- [What needs to be done] For the listing that follows, report how many lines contain the string "Option", giving the number alone.
[Opening Data supplied section]
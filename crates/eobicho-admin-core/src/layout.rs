use crate::bridge::BridgeMessage;
use crate::measure::DocumentExtent;

pub const MIN_PANEL_HEIGHT: f64 = 480.0;
pub const PANEL_BOTTOM_GAP: f64 = 16.0;
pub const FRAME_CLEARANCE: f64 = 16.0;
pub const TAB_SCROLL_MARGIN: f64 = 24.0;

/// Height left for tab panels below the shell header, never less than `min_panel_height`.
pub fn available_panel_height(
    viewport_height: f64,
    header_bottom: f64,
    root_top: f64,
    min_panel_height: f64,
) -> f64 {
    let offset_top = header_bottom - root_top;
    let available = viewport_height - offset_top - PANEL_BOTTOM_GAP;
    if available.is_finite() {
        available.max(min_panel_height)
    } else {
        min_panel_height
    }
}

/// What the shell does to a tab iframe after a bridge message.
#[derive(Debug, Clone, Copy, PartialEq)]
pub enum FrameDirective {
    SetHeight {
        px: f64,
        /// `Some(true)` marks the panel as hosting an open modal.
        modal_open: Option<bool>,
    },
    /// Drop explicit iframe sizing, clear the modal marker and re-run panel sizing.
    Reset,
}

pub fn frame_directive(message: &BridgeMessage, available: f64, clearance: f64) -> FrameDirective {
    match message {
        BridgeMessage::ContentResize(metrics) => FrameDirective::SetHeight {
            px: frame_height(metrics.height, available, clearance),
            modal_open: None,
        },
        BridgeMessage::ModalOpen(metrics) => FrameDirective::SetHeight {
            px: frame_height(metrics.height, available, clearance),
            modal_open: Some(true),
        },
        BridgeMessage::ModalClose(_) => FrameDirective::Reset,
    }
}

pub fn frame_height(reported: f64, available: f64, clearance: f64) -> f64 {
    let raw = if reported.is_finite() {
        reported.ceil()
    } else {
        0.0
    };
    (raw + clearance).max(available)
}

/// Height a same-origin frame needs for its own document, or `None` while it is empty.
pub fn content_frame_height(extent: &DocumentExtent) -> Option<f64> {
    let height = extent.height();
    (height.is_finite() && height > 0.0).then(|| height.ceil())
}

/// Horizontal extent of an element, as from `getBoundingClientRect`.
#[derive(Debug, Clone, Copy, PartialEq, Default)]
pub struct HorizontalSpan {
    pub left: f64,
    pub right: f64,
}

impl HorizontalSpan {
    pub fn new(left: f64, right: f64) -> Self {
        Self { left, right }
    }
}

/// New `scrollLeft` for the tab strip so `item` is fully visible, or `None` if it already is.
pub fn scroll_adjustment(
    container: HorizontalSpan,
    item: HorizontalSpan,
    scroll_left: f64,
    margin: f64,
) -> Option<f64> {
    if item.right > container.right {
        let delta = item.right - container.right;
        Some(scroll_left + delta + margin)
    } else if item.left < container.left {
        let delta = container.left - item.left;
        Some((scroll_left - delta - margin).max(0.0))
    } else {
        None
    }
}
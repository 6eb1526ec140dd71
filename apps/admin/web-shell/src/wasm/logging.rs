use std::io;

use tracing::{Level, Metadata};
use tracing_subscriber::EnvFilter;
use tracing_subscriber::fmt::MakeWriter;

use super::*;

/// Routes formatted tracing records to the browser console by level.
struct ConsoleMakeWriter;

struct ConsoleWriter {
    level: Level,
    buffer: Vec<u8>,
}

impl io::Write for ConsoleWriter {
    fn write(&mut self, bytes: &[u8]) -> io::Result<usize> {
        self.buffer.extend_from_slice(bytes);
        Ok(bytes.len())
    }

    fn flush(&mut self) -> io::Result<()> {
        Ok(())
    }
}

impl Drop for ConsoleWriter {
    fn drop(&mut self) {
        if self.buffer.is_empty() {
            return;
        }
        let text = String::from_utf8_lossy(&self.buffer);
        let line = JsValue::from_str(text.trim_end());
        if self.level == Level::ERROR {
            web_sys::console::error_1(&line);
        } else if self.level == Level::WARN {
            web_sys::console::warn_1(&line);
        } else if self.level == Level::INFO {
            web_sys::console::info_1(&line);
        } else {
            web_sys::console::debug_1(&line);
        }
    }
}

impl<'a> MakeWriter<'a> for ConsoleMakeWriter {
    type Writer = ConsoleWriter;

    fn make_writer(&'a self) -> Self::Writer {
        ConsoleWriter {
            level: Level::INFO,
            buffer: Vec::new(),
        }
    }

    fn make_writer_for(&'a self, meta: &Metadata<'_>) -> Self::Writer {
        ConsoleWriter {
            level: *meta.level(),
            buffer: Vec::new(),
        }
    }
}

pub(super) fn install(filter: &str) {
    let filter = EnvFilter::try_new(filter).unwrap_or_else(|_| EnvFilter::new("info"));
    let result = tracing_subscriber::fmt()
        .with_env_filter(filter)
        .with_writer(ConsoleMakeWriter)
        .with_ansi(false)
        .without_time()
        .with_target(true)
        .try_init();
    if result.is_err() {
        web_sys::console::debug_1(&JsValue::from_str(
            "admin tab shell: tracing subscriber already installed",
        ));
    }
}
[Closing Data supplied section]
- [Answer for the task] 3